Дмитрий Врубель. Творец антитоталитарного мема
Дмитрий Врубель перерисовывает свою известную картину «Братский поцелуй» в галерее East Side - то немногое, что осталось от Берлинской стены. Фото: Wikipedia
Искусство, Общество

Дмитрий Врубель. Творец антитоталитарного мема

Философ Александр Морозов вспоминает своего друга, знаменитого российского художника Дмитрия Врубеля, скончавшегося в Берлине 14 августа.
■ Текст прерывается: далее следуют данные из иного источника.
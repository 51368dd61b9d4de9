//! Checkpoints
//!
//! A checkpoint holds everything needed to resume training or to generate
//! text later: model configuration and parameters, the vocabulary, the
//! optimizer state and the training progress.
//!
//! ## File Format
//!
//! ```text
//! "PUCK_CKPT"                       magic
//! u8                                format version (1)
//! u32 + JSON                        CheckpointMetadata
//! u32                               number of parameter tensors
//! tensor × n                        parameters, in model order
//! tensor × n, tensor × n            optimizer m then v (if metadata.optimizer is set)
//!
//! tensor = u32 rank, u32 × rank dims, u32 len, f32 × len
//! ```
//!
//! All integers and floats are little-endian. Files are written to a
//! temporary sibling and renamed into place, so an interrupted save never
//! leaves a truncated checkpoint behind.

use crate::config::ModelConfig;
use crate::error::{ModelError, Result};
use crate::model::Gpt;
use crate::optimizer::{AdamW, AdamWConfig};
use crate::tensor::Tensor;
use crate::vocab::Vocabulary;
use log::info;
use rand::rngs::StdRng;
use rand::SeedableRng;
use serde::{Deserialize, Serialize};
use std::fs::{self, File};
use std::io::{BufReader, BufWriter, Read, Write};
use std::path::Path;

const MAGIC: &[u8; 9] = b"PUCK_CKPT";
const VERSION: u8 = 1;
/// Upper bound on the JSON header; a config plus vocabulary is a few KB.
const MAX_METADATA_BYTES: usize = 1 << 20;

#[derive(Clone, Debug, Serialize, Deserialize)]
pub struct CheckpointMetadata {
    pub model: ModelConfig,
    pub vocab: Vocabulary,
    pub step: usize,
    pub best_val_loss: Option<f32>,
    #[serde(default)]
    pub last_eval_step: Option<usize>,
    pub optimizer: Option<OptimizerMetadata>,
}

#[derive(Clone, Copy, Debug, Serialize, Deserialize)]
pub struct OptimizerMetadata {
    pub config: AdamWConfig,
    pub step: usize,
}

/// Model, vocabulary and training state.
pub struct Checkpoint {
    pub model: Gpt,
    pub vocab: Vocabulary,
    /// Absent for inference-only checkpoints
    pub optimizer: Option<AdamW>,
    /// Training iterations completed
    pub step: usize,
    pub best_val_loss: Option<f32>,
    /// Step of the most recent loss estimate
    pub last_eval_step: Option<usize>,
}

impl Checkpoint {
    pub fn inference_only(model: Gpt, vocab: Vocabulary) -> Self {
        Self {
            model,
            vocab,
            optimizer: None,
            step: 0,
            best_val_loss: None,
            last_eval_step: None,
        }
    }

    pub fn save(&self, path: impl AsRef<Path>) -> Result<()> {
        let path = path.as_ref();
        let tmp = path.with_extension("tmp");
        {
            let mut w = BufWriter::new(File::create(&tmp)?);
            self.write_to(&mut w)?;
            w.flush()?;
        }
        fs::rename(&tmp, path)?;

        info!(
            "saved checkpoint at step {} to {} ({} parameters{})",
            self.step,
            path.display(),
            self.model.num_parameters(),
            if self.optimizer.is_some() { " + optimizer state" } else { "" }
        );
        Ok(())
    }

    pub fn load(path: impl AsRef<Path>) -> Result<Self> {
        let path = path.as_ref();
        let mut r = BufReader::new(File::open(path)?);
        let checkpoint = Self::read_from(&mut r)?;
        info!(
            "loaded checkpoint from {} (step {}, {} parameters)",
            path.display(),
            checkpoint.step,
            checkpoint.model.num_parameters()
        );
        Ok(checkpoint)
    }

    pub fn write_to<W: Write>(&self, w: &mut W) -> Result<()> {
        w.write_all(MAGIC)?;
        w.write_all(&[VERSION])?;

        let metadata = CheckpointMetadata {
            model: self.model.config().clone(),
            vocab: self.vocab.clone(),
            step: self.step,
            best_val_loss: self.best_val_loss,
            last_eval_step: self.last_eval_step,
            optimizer: self.optimizer.as_ref().map(|opt| OptimizerMetadata {
                config: opt.config,
                step: opt.step,
            }),
        };
        let json = serde_json::to_vec(&metadata)?;
        write_u32(w, json.len())?;
        w.write_all(&json)?;

        let params = self.model.params();
        write_u32(w, params.len())?;
        for p in params {
            write_tensor(w, p)?;
        }
        if let Some(opt) = &self.optimizer {
            for t in opt.m.iter().chain(&opt.v) {
                write_tensor(w, t)?;
            }
        }
        Ok(())
    }

    pub fn read_from<R: Read>(r: &mut R) -> Result<Self> {
        let mut magic = [0u8; MAGIC.len()];
        r.read_exact(&mut magic)?;
        if &magic != MAGIC {
            return Err(ModelError::Format("not a puck checkpoint".to_string()));
        }
        let mut version = [0u8; 1];
        r.read_exact(&mut version)?;
        if version[0] != VERSION {
            return Err(ModelError::Format(format!(
                "unsupported checkpoint version {}",
                version[0]
            )));
        }

        let len = read_u32(r)?;
        if len > MAX_METADATA_BYTES {
            return Err(ModelError::Format(format!(
                "metadata of {len} bytes exceeds the {MAX_METADATA_BYTES} byte limit"
            )));
        }
        let mut json = vec![0u8; len];
        r.read_exact(&mut json)?;
        let metadata: CheckpointMetadata = serde_json::from_slice(&json)?;
        if metadata.vocab.len() != metadata.model.vocab_size {
            return Err(ModelError::Format(format!(
                "vocabulary has {} characters but the model expects {}",
                metadata.vocab.len(),
                metadata.model.vocab_size
            )));
        }

        // Parameters are overwritten below; the seed only shapes the allocation.
        let mut model = Gpt::new(&metadata.model, &mut StdRng::seed_from_u64(0))?;

        let count = read_u32(r)?;
        let expected = model.params().len();
        if count != expected {
            return Err(ModelError::Format(format!(
                "checkpoint stores {count} parameter tensors, model has {expected}"
            )));
        }
        for param in model.params_mut() {
            *param.tensor = read_tensor(r, &param.tensor.shape)?;
        }

        let optimizer = match metadata.optimizer {
            Some(meta) => {
                let mut opt = AdamW::new(&model, meta.config);
                opt.step = meta.step;
                let shapes: Vec<Vec<usize>> =
                    model.params().iter().map(|p| p.shape.clone()).collect();
                for moments in [&mut opt.m, &mut opt.v] {
                    for (slot, shape) in moments.iter_mut().zip(&shapes) {
                        *slot = read_tensor(r, shape)?;
                    }
                }
                Some(opt)
            }
            None => None,
        };

        Ok(Self {
            model,
            vocab: metadata.vocab,
            optimizer,
            step: metadata.step,
            best_val_loss: metadata.best_val_loss,
            last_eval_step: metadata.last_eval_step,
        })
    }
}

fn write_u32<W: Write>(w: &mut W, value: usize) -> Result<()> {
    let value = u32::try_from(value)
        .map_err(|_| ModelError::Format(format!("{value} does not fit in 32 bits")))?;
    w.write_all(&value.to_le_bytes())?;
    Ok(())
}

fn read_u32<R: Read>(r: &mut R) -> Result<usize> {
    let mut bytes = [0u8; 4];
    r.read_exact(&mut bytes)?;
    Ok(u32::from_le_bytes(bytes) as usize)
}

fn write_tensor<W: Write>(w: &mut W, tensor: &Tensor) -> Result<()> {
    write_u32(w, tensor.shape.len())?;
    for &dim in &tensor.shape {
        write_u32(w, dim)?;
    }
    write_u32(w, tensor.data.len())?;
    for &val in &tensor.data {
        w.write_all(&val.to_le_bytes())?;
    }
    Ok(())
}

/// Read one tensor, rejecting any header that disagrees with `expected`
/// before the data is allocated.
fn read_tensor<R: Read>(r: &mut R, expected: &[usize]) -> Result<Tensor> {
    let rank = read_u32(r)?;
    if rank != expected.len() {
        return Err(ModelError::shape(
            "checkpoint tensor",
            format!("{expected:?}"),
            format!("rank {rank}"),
        ));
    }
    let shape = (0..rank).map(|_| read_u32(r)).collect::<Result<Vec<_>>>()?;
    if shape != expected {
        return Err(ModelError::shape(
            "checkpoint tensor",
            format!("{expected:?}"),
            format!("{shape:?}"),
        ));
    }
    let len = read_u32(r)?;
    if shape.iter().product::<usize>() != len {
        return Err(ModelError::Format(format!(
            "tensor of shape {shape:?} cannot hold {len} values"
        )));
    }

    let mut bytes = vec![0u8; len * 4];
    r.read_exact(&mut bytes)?;
    let data = bytes
        .chunks_exact(4)
        .map(|c| f32::from_le_bytes([c[0], c[1], c[2], c[3]]))
        .collect();
    Ok(Tensor::new(data, shape))
}

#[cfg(test)]
mod tests {
    use super::*;
    use crate::layers::Mode;

    fn fixture() -> Checkpoint {
        let vocab = Vocabulary::from_text("abcdef\n");
        let config = ModelConfig {
            vocab_size: vocab.len(),
            context_length: 4,
            n_embd: 8,
            n_head: 2,
            n_layer: 1,
            dropout: 0.1,
            activation: Default::default(),
        };
        let mut rng = StdRng::seed_from_u64(42);
        let mut model = Gpt::new(&config, &mut rng).unwrap();
        let mut opt = AdamW::new(&model, AdamWConfig::default());
        let (_, grads) = model
            .loss_and_gradients(&[vec![0, 1, 2]], &[vec![1, 2, 3]], Mode::Train, &mut rng)
            .unwrap();
        opt.update(&mut model, &grads, 1e-2).unwrap();

        Checkpoint {
            model,
            vocab,
            optimizer: Some(opt),
            step: 17,
            best_val_loss: Some(1.5),
            last_eval_step: Some(17),
        }
    }

    #[test]
    fn test_roundtrip_restores_everything() {
        let original = fixture();
        let mut bytes = Vec::new();
        original.write_to(&mut bytes).unwrap();
        let restored = Checkpoint::read_from(&mut bytes.as_slice()).unwrap();

        assert_eq!(restored.step, 17);
        assert_eq!(restored.best_val_loss, Some(1.5));
        assert_eq!(restored.last_eval_step, Some(17));
        assert_eq!(restored.vocab, original.vocab);
        assert_eq!(restored.model.config(), original.model.config());
        assert_eq!(restored.model.params(), original.model.params());

        let (a, b) = (original.optimizer.unwrap(), restored.optimizer.unwrap());
        assert_eq!(a.step, b.step);
        assert_eq!(a.m, b.m);
        assert_eq!(a.v, b.v);
    }

    #[test]
    fn test_inference_only_has_no_optimizer() {
        let Checkpoint { model, vocab, .. } = fixture();
        let mut bytes = Vec::new();
        Checkpoint::inference_only(model, vocab)
            .write_to(&mut bytes)
            .unwrap();
        let restored = Checkpoint::read_from(&mut bytes.as_slice()).unwrap();
        assert!(restored.optimizer.is_none());
        assert_eq!(restored.best_val_loss, None);
    }

    #[test]
    fn test_corrupt_input_is_rejected() {
        let mut bytes = Vec::new();
        fixture().write_to(&mut bytes).unwrap();

        let mut bad_magic = bytes.clone();
        bad_magic[0] = b'X';
        assert!(matches!(
            Checkpoint::read_from(&mut bad_magic.as_slice()),
            Err(ModelError::Format(_))
        ));

        let truncated = &bytes[..bytes.len() - 3];
        assert!(matches!(
            Checkpoint::read_from(&mut &truncated[..]),
            Err(ModelError::Io(_))
        ));
    }

    /// Byte offset of the first tensor header, just past the tensor count.
    fn first_tensor_offset(bytes: &[u8]) -> usize {
        let json_start = MAGIC.len() + 1 + 4;
        let json_len = u32::from_le_bytes([
            bytes[json_start - 4],
            bytes[json_start - 3],
            bytes[json_start - 2],
            bytes[json_start - 1],
        ]) as usize;
        json_start + json_len + 4
    }

    #[test]
    fn test_oversized_headers_are_rejected_before_allocation() {
        let mut bytes = Vec::new();
        fixture().write_to(&mut bytes).unwrap();

        let mut huge_metadata = bytes.clone();
        let len_at = MAGIC.len() + 1;
        huge_metadata[len_at..len_at + 4].copy_from_slice(&u32::MAX.to_le_bytes());
        assert!(matches!(
            Checkpoint::read_from(&mut huge_metadata.as_slice()),
            Err(ModelError::Format(_))
        ));

        // First tensor is the [vocab, n_embd] token table: rank, 2 dims, len
        let tensor_at = first_tensor_offset(&bytes);
        let mut huge_dim = bytes.clone();
        huge_dim[tensor_at + 4..tensor_at + 8].copy_from_slice(&u32::MAX.to_le_bytes());
        assert!(matches!(
            Checkpoint::read_from(&mut huge_dim.as_slice()),
            Err(ModelError::Shape { .. })
        ));

        let mut huge_len = bytes.clone();
        huge_len[tensor_at + 12..tensor_at + 16].copy_from_slice(&u32::MAX.to_le_bytes());
        assert!(matches!(
            Checkpoint::read_from(&mut huge_len.as_slice()),
            Err(ModelError::Format(_))
        ));
    }

    #[test]
    fn test_save_and_load_file() {
        let dir = std::env::temp_dir().join(format!("puck-ckpt-{}", std::process::id()));
        fs::create_dir_all(&dir).unwrap();
        let path = dir.join("model.ckpt");

        let original = fixture();
        original.save(&path).unwrap();
        let restored = Checkpoint::load(&path).unwrap();
        assert_eq!(restored.model.params(), original.model.params());
        assert!(!path.with_extension("tmp").exists());

        fs::remove_dir_all(&dir).unwrap();
    }
}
В 1990 году Дмитрий Врубель, которому было 30 лет, поехал в Берлин. Это был обычный европейский проект: художникам из разных стран мира предложили что-то нарисовать на куске Берлинской стены. Больше ста участников нарисовали что-то на выделенном для каждого фрагменте бетонной плоскости. Все эти работы и сегодня можно посмотреть. Врубель на своем куске стенки сделал изображение, которое в итоге стало всемирно известным графическим антитоталитарным «мемом». Его творение цитируется практически ежедневно в качестве входной иллюстрации к текстам, посвященным крушению «восточного блока» и истории позднего СССР. Это изображение стало самым массовым символом «советизма» и избавления от него.

Ничего этого нельзя было предсказать в 1990 году. Врубель нарисовал и уехал обратно в Москву. Только в 2010 году после долгих колебаний он принял решение переехать в Берлин вместе с женой и соавтором всех его проектов, художницей Викторией Тимофеевой. К этому времени графический «мем» сделал его всемирно известным.
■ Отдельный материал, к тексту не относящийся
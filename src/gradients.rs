//! Gradient Utilities
//!
//! Global L2 norm and norm-based clipping over every gradient tensor of the
//! model.
//!
//! ```text
//! norm = √(Σ g²)
//! if norm > max_norm:
//!     g *= max_norm / norm
//! ```
//!
//! All tensors are scaled by the same factor, so relative magnitudes are
//! preserved. The norm is also the cheapest place to notice a NaN or an
//! infinity anywhere in the backward pass: a single non-finite element makes
//! the norm non-finite.

use crate::model::GptGradients;
use rayon::prelude::*;

/// L2 norm over all gradient values.
pub fn compute_grad_norm(grads: &GptGradients) -> f32 {
    grads
        .tensors()
        .iter()
        .map(|t| t.data.par_iter().map(|&g| g * g).sum::<f32>())
        .sum::<f32>()
        .sqrt()
}

/// Scale all gradients so their global norm is at most `max_norm`.
///
/// Returns the norm before clipping.
pub fn clip_gradients(grads: &mut GptGradients, max_norm: f32) -> f32 {
    let norm = compute_grad_norm(grads);
    if norm > max_norm {
        let scale = max_norm / norm;
        for t in grads.tensors_mut() {
            t.data.par_iter_mut().for_each(|g| *g *= scale);
        }
    }
    norm
}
Граффити Дмитрия Врубеля «Господи! Помоги мне выжить среди этой смертной любви» на фрагменте Берлинской стены. Фото: Wikipedia
Граффити Дмитрия Врубеля «Господи! Помоги мне выжить среди этой смертной любви» на фрагменте Берлинской стены. Фото: Wikipedia

Как Врубель его сделал?

Он взял фотографию, стандартный кадр встречи лидеров двух компартий, кадрировал его, придал ему графичности и сопроводил высказыванием. Причем высказыванием, происхождение которого неясно. По структуре оно напоминает библейскую цитату, но ею не является: «Господи! Помоги мне выжить среди этой смертной любви». Изображение первоначально могло восприниматься как сатирическое: сотни миллионов людей видели, как руководители так называемых «братских» государств при официальных встречах жарко и долго целовали друг друга в губы. Этот церемониал приветствия подчеркнуто отделял «братьев» от небратьев. Его часто показывали по телевидению.
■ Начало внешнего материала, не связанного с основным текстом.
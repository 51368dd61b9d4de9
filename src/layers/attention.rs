//! Causal Self-Attention Head
//!
//! One head projects the input into a `head_size`-dimensional subspace and
//! lets every position mix the values of itself and earlier positions.
//!
//! ## Scaled Dot-Product Attention
//!
//! ```text
//! Q, K, V  = x @ W_q, x @ W_k, x @ W_v          (no bias)
//! scores   = (Q @ K^T) / √head_size
//! scores[i, j] = -inf  for j > i                (causal mask)
//! weights  = softmax(scores)                    (row-wise)
//! output   = dropout(weights) @ V
//! ```
//!
//! Without the `1/√head_size` factor the dot products grow with the head
//! width and the softmax saturates towards one-hot rows.
//!
//! ## Backward Pass
//!
//! Per sequence in the batch:
//!
//! ```text
//! grad_V  = W_d^T @ grad_out
//! grad_W  = dropout_backward(grad_out @ V^T)
//! grad_S  = W * (grad_W - rowsum(grad_W * W)) * scale
//! grad_Q  = grad_S @ K
//! grad_K  = grad_S^T @ Q
//! ```
//!
//! Masked entries have zero weight, so they receive zero gradient.

use super::dropout::{Dropout, DropoutCache};
use super::linear::{Linear, LinearCache, LinearGradients};
use super::{Mode, ParamMut};
use crate::tensor::{softmax_in_place, Tensor};
use rand::Rng;

/// Lower-triangular `context_length × context_length` mask.
///
/// Derived from the configuration at model construction and never updated.
#[derive(Clone, Debug, PartialEq, Eq)]
pub struct CausalMask {
    size: usize,
    allowed: Vec<bool>,
}

impl CausalMask {
    pub fn new(context_length: usize) -> Self {
        let allowed = (0..context_length * context_length)
            .map(|idx| idx % context_length <= idx / context_length)
            .collect();
        Self {
            size: context_length,
            allowed,
        }
    }

    pub fn size(&self) -> usize {
        self.size
    }

    /// Whether query position `i` may attend to key position `j`.
    pub fn allows(&self, i: usize, j: usize) -> bool {
        self.allowed[i * self.size + j]
    }
}

/// Causal attention weights `[T, T]` for one sequence.
///
/// `q` and `k` are `[T, head_size]` with `T <= mask.size()`. Every row of the
/// result sums to one and is zero strictly above the diagonal.
pub fn causal_attention_weights(q: &Tensor, k: &Tensor, mask: &CausalMask, scale: f32) -> Tensor {
    let t = q.rows();
    let mut scores = q.matmul(&k.transpose());
    for i in 0..t {
        let row = scores.row_mut(i);
        for (j, s) in row.iter_mut().enumerate() {
            *s = if mask.allows(i, j) {
                *s * scale
            } else {
                f32::NEG_INFINITY
            };
        }
        softmax_in_place(row);
    }
    scores
}

/// One attention head.
#[derive(Clone, Debug)]
pub struct AttentionHead {
    pub key: Linear,
    pub query: Linear,
    pub value: Linear,
    pub dropout: Dropout,
}

impl AttentionHead {
    pub fn new<R: Rng + ?Sized>(
        n_embd: usize,
        head_size: usize,
        dropout: f32,
        rng: &mut R,
    ) -> Self {
        Self {
            key: Linear::new(n_embd, head_size, false, rng),
            query: Linear::new(n_embd, head_size, false, rng),
            value: Linear::new(n_embd, head_size, false, rng),
            dropout: Dropout::new(dropout),
        }
    }

    pub fn head_size(&self) -> usize {
        self.key.out_features()
    }

    pub fn scale(&self) -> f32 {
        1.0 / (self.head_size() as f32).sqrt()
    }

    /// Forward pass on `x: [batch * seq_len, n_embd]`.
    ///
    /// Returns `[batch * seq_len, head_size]`. Sequences in the batch never
    /// attend to each other.
    pub fn forward<R: Rng + ?Sized>(
        &self,
        x: &Tensor,
        seq_len: usize,
        mask: &CausalMask,
        mode: Mode,
        rng: &mut R,
    ) -> (Tensor, AttentionCache) {
        let batch = x.rows() / seq_len;
        let scale = self.scale();

        let (k, k_cache) = self.key.forward(x);
        let (q, q_cache) = self.query.forward(x);
        let (v, v_cache) = self.value.forward(x);

        let weights: Vec<Tensor> = (0..batch)
            .map(|b| {
                let rows = b * seq_len..(b + 1) * seq_len;
                causal_attention_weights(
                    &q.slice_rows(rows.start, rows.end),
                    &k.slice_rows(rows.start, rows.end),
                    mask,
                    scale,
                )
            })
            .collect();
        let weights = Tensor::concat_rows(&weights);
        let (dropped, dropout_cache) = self.dropout.forward(&weights, mode, rng);

        let out: Vec<Tensor> = (0..batch)
            .map(|b| {
                let (start, end) = (b * seq_len, (b + 1) * seq_len);
                dropped
                    .slice_rows(start, end)
                    .matmul(&v.slice_rows(start, end))
            })
            .collect();

        (
            Tensor::concat_rows(&out),
            AttentionCache {
                k_cache,
                q_cache,
                v_cache,
                k,
                q,
                v,
                weights,
                dropped,
                dropout_cache,
                seq_len,
            },
        )
    }

    pub fn backward(&self, grad_out: &Tensor, cache: &AttentionCache) -> AttentionGradients {
        let seq_len = cache.seq_len;
        let batch = grad_out.rows() / seq_len;
        let scale = self.scale();

        let mut grad_weights = Vec::with_capacity(batch);
        let mut grad_v = Vec::with_capacity(batch);
        for b in 0..batch {
            let (start, end) = (b * seq_len, (b + 1) * seq_len);
            let g = grad_out.slice_rows(start, end);
            let wd = cache.dropped.slice_rows(start, end);
            grad_v.push(wd.transpose().matmul(&g));
            grad_weights.push(g.matmul(&cache.v.slice_rows(start, end).transpose()));
        }
        let grad_dropped = Tensor::concat_rows(&grad_weights);
        let grad_w = self.dropout.backward(&grad_dropped, &cache.dropout_cache);

        // Softmax backward, row by row, folding in the score scale.
        let mut grad_scores = Tensor::zeros(grad_w.shape.clone());
        for r in 0..grad_w.rows() {
            let w = cache.weights.row(r);
            let gw = grad_w.row(r);
            let dot: f32 = w.iter().zip(gw).map(|(a, b)| a * b).sum();
            for (j, gs) in grad_scores.row_mut(r).iter_mut().enumerate() {
                *gs = w[j] * (gw[j] - dot) * scale;
            }
        }

        let mut grad_q = Vec::with_capacity(batch);
        let mut grad_k = Vec::with_capacity(batch);
        for b in 0..batch {
            let (start, end) = (b * seq_len, (b + 1) * seq_len);
            let gs = grad_scores.slice_rows(start, end);
            grad_q.push(gs.matmul(&cache.k.slice_rows(start, end)));
            grad_k.push(gs.transpose().matmul(&cache.q.slice_rows(start, end)));
        }

        let key = self.key.backward(&Tensor::concat_rows(&grad_k), &cache.k_cache);
        let query = self.query.backward(&Tensor::concat_rows(&grad_q), &cache.q_cache);
        let value = self.value.backward(&Tensor::concat_rows(&grad_v), &cache.v_cache);

        let mut x = key.x.clone();
        x.add_assign(&query.x);
        x.add_assign(&value.x);

        AttentionGradients {
            key,
            query,
            value,
            x,
        }
    }

    pub fn params(&self) -> Vec<&Tensor> {
        let mut params = self.key.params();
        params.extend(self.query.params());
        params.extend(self.value.params());
        params
    }

    pub fn params_mut(&mut self) -> Vec<ParamMut<'_>> {
        let mut params = self.key.params_mut();
        params.extend(self.query.params_mut());
        params.extend(self.value.params_mut());
        params
    }
}

pub struct AttentionCache {
    pub k_cache: LinearCache,
    pub q_cache: LinearCache,
    pub v_cache: LinearCache,
    pub k: Tensor,
    pub q: Tensor,
    pub v: Tensor,
    /// Softmax output `[batch * seq_len, seq_len]`, before dropout
    pub weights: Tensor,
    /// Weights after dropout, as multiplied into V
    pub dropped: Tensor,
    pub dropout_cache: DropoutCache,
    pub seq_len: usize,
}

impl AttentionCache {
    /// Weights of sequence `b` in the batch as a `[seq_len, seq_len]` matrix.
    pub fn weights_for(&self, b: usize) -> Tensor {
        self.weights
            .slice_rows(b * self.seq_len, (b + 1) * self.seq_len)
    }
}

pub struct AttentionGradients {
    pub key: LinearGradients,
    pub query: LinearGradients,
    pub value: LinearGradients,
    pub x: Tensor,
}

impl AttentionGradients {
    pub fn tensors(&self) -> Vec<&Tensor> {
        let mut tensors = self.key.tensors();
        tensors.extend(self.query.tensors());
        tensors.extend(self.value.tensors());
        tensors
    }

    pub fn tensors_mut(&mut self) -> Vec<&mut Tensor> {
        let mut tensors = self.key.tensors_mut();
        tensors.extend(self.query.tensors_mut());
        tensors.extend(self.value.tensors_mut());
        tensors
    }
}

#[cfg(test)]
mod tests {
    use super::*;
    use crate::layers::linear::normal_init;
    use rand::rngs::StdRng;
    use rand::SeedableRng;

    fn entropy(weights: &Tensor) -> f32 {
        weights
            .data
            .iter()
            .filter(|&&p| p > 0.0)
            .map(|&p| -p * p.ln())
            .sum()
    }

    #[test]
    fn test_mask_is_lower_triangular() {
        let mask = CausalMask::new(3);
        assert!(mask.allows(0, 0));
        assert!(!mask.allows(0, 1));
        assert!(mask.allows(2, 1));
        assert!(!mask.allows(1, 2));
    }

    #[test]
    fn test_weights_are_causal_distributions() {
        let mut rng = StdRng::seed_from_u64(5);
        let t = 6;
        let q = Tensor::new(normal_init(t * 4, 1.0, &mut rng), vec![t, 4]);
        let k = Tensor::new(normal_init(t * 4, 1.0, &mut rng), vec![t, 4]);
        let mask = CausalMask::new(8);
        let w = causal_attention_weights(&q, &k, &mask, 0.5);

        for i in 0..t {
            let row = w.row(i);
            assert!((row.iter().sum::<f32>() - 1.0).abs() < 1e-5);
            for (j, &p) in row.iter().enumerate() {
                if j > i {
                    assert_eq!(p, 0.0);
                } else {
                    assert!(p > 0.0);
                }
            }
        }
        // The first position can only see itself
        assert!((w.row(0)[0] - 1.0).abs() < 1e-6);
    }

    #[test]
    fn test_scaling_lowers_peakedness() {
        let mut rng = StdRng::seed_from_u64(21);
        let (t, hs) = (8, 64);
        let q = Tensor::new(normal_init(t * hs, 1.0, &mut rng), vec![t, hs]);
        let k = Tensor::new(normal_init(t * hs, 1.0, &mut rng), vec![t, hs]);
        let mask = CausalMask::new(t);

        let scaled = causal_attention_weights(&q, &k, &mask, 1.0 / (hs as f32).sqrt());
        let unscaled = causal_attention_weights(&q, &k, &mask, 1.0);
        assert!(entropy(&unscaled) < entropy(&scaled));
    }

    #[test]
    fn test_future_tokens_do_not_change_past_outputs() {
        let mut rng = StdRng::seed_from_u64(9);
        let head = AttentionHead::new(8, 4, 0.0, &mut rng);
        let mask = CausalMask::new(5);
        let x = Tensor::new(normal_init(5 * 8, 1.0, &mut rng), vec![5, 8]);
        let (out, _) = head.forward(&x, 5, &mask, Mode::Eval, &mut rng);

        let mut changed = x.clone();
        for v in changed.row_mut(4) {
            *v += 10.0;
        }
        let (out2, _) = head.forward(&changed, 5, &mask, Mode::Eval, &mut rng);
        for i in 0..4 {
            for (a, b) in out.row(i).iter().zip(out2.row(i)) {
                assert!((a - b).abs() < 1e-6);
            }
        }
    }

    #[test]
    fn test_sequences_in_batch_are_independent() {
        let mut rng = StdRng::seed_from_u64(13);
        let head = AttentionHead::new(6, 3, 0.0, &mut rng);
        let mask = CausalMask::new(4);
        let a = Tensor::new(normal_init(4 * 6, 1.0, &mut rng), vec![4, 6]);
        let b = Tensor::new(normal_init(4 * 6, 1.0, &mut rng), vec![4, 6]);

        let (alone, _) = head.forward(&a, 4, &mask, Mode::Eval, &mut rng);
        let (batched, cache) =
            head.forward(&Tensor::concat_rows(&[a, b]), 4, &mask, Mode::Eval, &mut rng);
        assert_eq!(batched.shape, vec![8, 3]);
        for (x, y) in alone.data.iter().zip(&batched.data[..12]) {
            assert!((x - y).abs() < 1e-6);
        }
        assert_eq!(cache.weights_for(1).shape, vec![4, 4]);
    }

    #[test]
    fn test_backward_matches_finite_difference() {
        let mut rng = StdRng::seed_from_u64(17);
        let mut head = AttentionHead::new(4, 2, 0.0, &mut rng);
        // Larger weights give the softmax something to do
        for p in head.params_mut() {
            for v in p.tensor.data.iter_mut() {
                *v *= 20.0;
            }
        }
        let mask = CausalMask::new(3);
        let x = Tensor::new(normal_init(6 * 4, 1.0, &mut rng), vec![6, 4]);
        let g = Tensor::new(normal_init(6 * 2, 1.0, &mut rng), vec![6, 2]);

        let loss = |head: &AttentionHead, x: &Tensor| -> f32 {
            let mut r = StdRng::seed_from_u64(0);
            let (out, _) = head.forward(x, 3, &mask, Mode::Eval, &mut r);
            out.data.iter().zip(&g.data).map(|(a, b)| a * b).sum()
        };

        let (_, cache) = head.forward(&x, 3, &mask, Mode::Eval, &mut rng);
        let grads = head.backward(&g, &cache);

        let h = 1e-2;
        for idx in [0, 5, 13, 22] {
            let mut plus = x.clone();
            plus.data[idx] += h;
            let mut minus = x.clone();
            minus.data[idx] -= h;
            let numeric = (loss(&head, &plus) - loss(&head, &minus)) / (2.0 * h);
            let analytic = grads.x.data[idx];
            assert!(
                (numeric - analytic).abs() < 2e-2 * (1.0 + analytic.abs()),
                "dx[{idx}]: {numeric} vs {analytic}"
            );
        }

        let base = head.query.weight.data[3];
        head.query.weight.data[3] = base + h;
        let up = loss(&head, &x);
        head.query.weight.data[3] = base - h;
        let down = loss(&head, &x);
        let numeric = (up - down) / (2.0 * h);
        let analytic = grads.query.weight.data[3];
        assert!(
            (numeric - analytic).abs() < 2e-2 * (1.0 + analytic.abs()),
            "dW_q: {numeric} vs {analytic}"
        );
    }
}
У населения эти жаркие поцелуи вызывали смешанные чувства. Разумеется, это была демонстрация «любви». Все это понимали. Но что здесь означала «любовь»? Эти публично выражаемые акцентированные братские чувства прикрывали собой потоки насилия, народного горя, и в то же время они задавали какой-то модус совместного существования. Они визуально воплощали идею «братства», но мир был так устроен, что в нем был «Большой Брат». И это был Брежнев. Политические историки знают, что Брежнев, когда от него требовали решить вопрос с Чехословакией, говорил: «Я люблю Сашу» (т. е. Александра Дубчека). Он его, несомненно, любил. Но, как говорится, «это не помешало».


image description
image description

Опрокинуть фотографию в живопись

Всемирная известность «мема» с Берлинской стены и переезд в Берлин не прибавили Врубелю уверенности и прагматической наглости. Он с большим трудом искал каждое следующее высказывание. Ему говорили: «Вы берете фотографию и ее перерисовываете, в чем здесь фокус, так каждый может». А Врубель никогда не пытался это опровергнуть. Он всегда шутливо соглашался: «Да, каждый».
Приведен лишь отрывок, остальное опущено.